Opponents say Equal Rights Amendment would write abortion access into the Constitution. Supporters say that’s nonsense. Who’s right?
A push to make Virginia the final state needed to ratify the ERA cleared its first hurdle Wednesday, passing out of committee in the Senate with enough bi-partisan support to nearly guarantee passage when it hits the floor.
The more conservative House of Delegates, where it didn’t even get a hearing last year, is likely to be a heavier lift.
Objections Republican opponents raised Wednesday fell into two broad categories: First, that it’s no longer a valid amendment and there’s no point in passing it. And second, that it would enshrine all kinds of things conservatives generally oppose, like abortion, in the Constitution.
Sen. Glen Sturtevant, R-Richmond, dispatched the first concern by noting for the sake of argument that, even if it is invalid, “the General Assembly is no stranger to symbolic votes and there’s no reason we should not do it in this case.”
As for the second set of concerns, he argued that a constitutional guarantee of equal rights regardless of sex is too important to get mired in worries about unintended consequences. (Sen. Amanda Chase, R-Chesterfield, who voted against it, wanted to know just how “sex” would be defined under the amendment amid changing social norms.)
“The way I have tried to think about this is, we don’t refuse to do what is right because we are worried about how others may try to interpret it or misinterpret it,” Sturtevant said.
Asked specifically about abortion, Sturtevant’s co-patron in the Senate, Sen. Dick Saslaw, D-Fairfax, brushed off the question, calling it “nonsense.”
“I have no idea, but if it eases their access, then fabulous,” he said.

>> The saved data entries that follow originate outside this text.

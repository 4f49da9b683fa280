//! Node/TreeStats data model for TreeCore (spec.md §3, §9).
//!
//! Ownership: the arena `Vec<NodeData>` is the sole owner of every node.
//! `parent` is a plain `usize` index — a relation, never a deallocation
//! path (spec.md §9 "Cyclic references in Node"). This sidesteps the
//! Rc/Weak ceremony the spec's ownership-strict-language note anticipates:
//! in Rust, an index into an owning `Vec` already can't form an ownership
//! cycle, so there's nothing further to guard against.
use serde::Serialize;

#[derive(Debug, Clone)]
pub struct NodeData {
    pub name: String,
    pub path: String,
    pub is_dir: bool,
    pub hash: Option<String>,
    pub comment: Option<String>,
    pub level: usize,
    pub children: Vec<usize>,
    pub parent: Option<usize>,
}

/// Arena of nodes reachable from a single scan or parse. Index 0 is always
/// the root.
#[derive(Debug, Default)]
pub struct Arena {
    nodes: Vec<NodeData>,
}

impl Arena {
    pub fn new() -> Self {
        Self { nodes: Vec::new() }
    }

    pub fn push(&mut self, data: NodeData) -> usize {
        self.nodes.push(data);
        self.nodes.len() - 1
    }

    pub fn get(&self, id: usize) -> &NodeData {
        &self.nodes[id]
    }

    pub fn get_mut(&mut self, id: usize) -> &mut NodeData {
        &mut self.nodes[id]
    }

    pub fn len(&self) -> usize {
        self.nodes.len()
    }

    pub fn is_empty(&self) -> bool {
        self.nodes.is_empty()
    }

    /// Appends `child` to `parent`'s children and sets `child`'s parent
    /// back-reference.
    pub fn attach(&mut self, parent: usize, child: usize) {
        self.nodes[parent].children.push(child);
        self.nodes[child].parent = Some(parent);
    }

    pub fn iter_preorder(&self, root: usize) -> PreorderIter<'_> {
        PreorderIter {
            arena: self,
            stack: vec![root],
        }
    }

    /// A nested, owned snapshot suitable for JSON serialization. The
    /// parent back-reference is not carried into the view (spec.md §4.6
    /// "the parent back-reference is not serialized").
    pub fn to_view(&self, id: usize) -> NodeView {
        let n = self.get(id);
        NodeView {
            name: n.name.clone(),
            path: n.path.clone(),
            is_dir: n.is_dir,
            hash: n.hash.clone(),
            comment: n.comment.clone(),
            level: n.level,
            children: n.children.iter().map(|&c| self.to_view(c)).collect(),
        }
    }
}

pub struct PreorderIter<'a> {
    arena: &'a Arena,
    stack: Vec<usize>,
}

impl<'a> Iterator for PreorderIter<'a> {
    type Item = usize;

    fn next(&mut self) -> Option<usize> {
        let id = self.stack.pop()?;
        let node = self.arena.get(id);
        for &child in node.children.iter().rev() {
            self.stack.push(child);
        }
        Some(id)
    }
}

#[derive(Debug, Clone, Serialize)]
pub struct NodeView {
    pub name: String,
    pub path: String,
    pub is_dir: bool,
    #[serde(skip_serializing_if = "Option::is_none")]
    pub hash: Option<String>,
    #[serde(skip_serializing_if = "Option::is_none")]
    pub comment: Option<String>,
    pub level: usize,
    #[serde(skip_serializing_if = "Vec::is_empty")]
    pub children: Vec<NodeView>,
}

#[derive(Debug, Clone, Copy, Default, Serialize)]
pub struct TreeStats {
    pub total_dirs: usize,
    pub total_files: usize,
    pub max_depth: usize,
    pub total_items: usize,
}

pub fn compute_stats(arena: &Arena, root: usize) -> TreeStats {
    let mut stats = TreeStats::default();
    for id in arena.iter_preorder(root) {
        let node = arena.get(id);
        if node.is_dir {
            stats.total_dirs += 1;
        } else {
            stats.total_files += 1;
        }
        stats.max_depth = stats.max_depth.max(node.level);
    }
    stats.total_items = stats.total_dirs + stats.total_files;
    stats
}

#[cfg(test)]
mod tests {
    use super::*;

    fn leaf(name: &str, level: usize) -> NodeData {
        NodeData {
            name: name.to_string(),
            path: name.to_string(),
            is_dir: false,
            hash: None,
            comment: None,
            level,
            children: Vec::new(),
            parent: None,
        }
    }

    #[test]
    fn preorder_visits_parent_before_children() {
        let mut arena = Arena::new();
        let root = arena.push(NodeData {
            is_dir: true,
            ..leaf("root", 0)
        });
        let child = arena.push(leaf("child.txt", 1));
        arena.attach(root, child);

        let order: Vec<usize> = arena.iter_preorder(root).collect();
        assert_eq!(order, vec![root, child]);
        assert_eq!(arena.get(child).parent, Some(root));
    }

    #[test]
    fn stats_count_dirs_and_files_and_max_depth() {
        let mut arena = Arena::new();
        let root = arena.push(NodeData {
            is_dir: true,
            ..leaf("root", 0)
        });
        let dir = arena.push(NodeData {
            is_dir: true,
            ..leaf("src", 1)
        });
        let file = arena.push(leaf("main.rs", 2));
        arena.attach(root, dir);
        arena.attach(dir, file);

        let stats = compute_stats(&arena, root);
        assert_eq!(stats.total_dirs, 2);
        assert_eq!(stats.total_files, 1);
        assert_eq!(stats.max_depth, 2);
        assert_eq!(stats.total_items, 3);
    }
}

Opponents like the Virginia Family Foundation point to three other states that incorporated ERAs into their constitutions and subsequent court decisions cited the amendment in striking down restrictions on public funding for medically necessary abortions.
“Since only women become pregnant, discrimination against pregnancy by not funding abortion when it is medically necessary and when all other medical expenses are paid by the state for both men and women is sex-oriented discrimination,” wrote judges of the Connecticut Superior Court in a 1986 decision.
That, however, is as far it’s gone in practice.
Leaders of the Virginia campaign insist that abortion concerns raised by opponents are a red herring, noting that women already have a right to an abortion under Roe V. Wade, which has nothing to do with the ERA, because, obviously, it hasn’t passed.
And in Virginia, Medicaid already covers medically-necessary abortions, as well as when the pregnancy stems from rape or incest.
They also note that the aforementioned court decisions “specifically state that they do not address the legality or morality of abortion rights.”
There are questions about how the amendment could come into play in a post-Roe world.
The Daily Beast reports that organizers behind the ERA have long debated how and whether to include abortion in their campaign:
They can assert that the ERA has nothing to do with abortion in order to win over skeptical conservative legislators now — but thereby setting themselves up for contradiction if and when the ERA is later needed to preserve abortion rights. As Cardozo Law professor Julie Suk put it, “If you get your victory by not bringing in the divisive issues, it’s not as big a victory.”
Alternatively, advocates can assert those abortion rights now, galvanizing the support of young women who fear a post-Roe future but potentially firing up the conservative critics that could block ratification.
“I think whether or not judges have an obligation to read abortion rights into an ERA that may pass really depends on how loud we are as those who advocate and help get the ERA ratified today,” said Suk.
That said, the article notes that “a conservative Supreme Court that’s willing to strike down Roe v. Wade isn’t necessarily going to interpret the ERA as mandating abortion specifically.”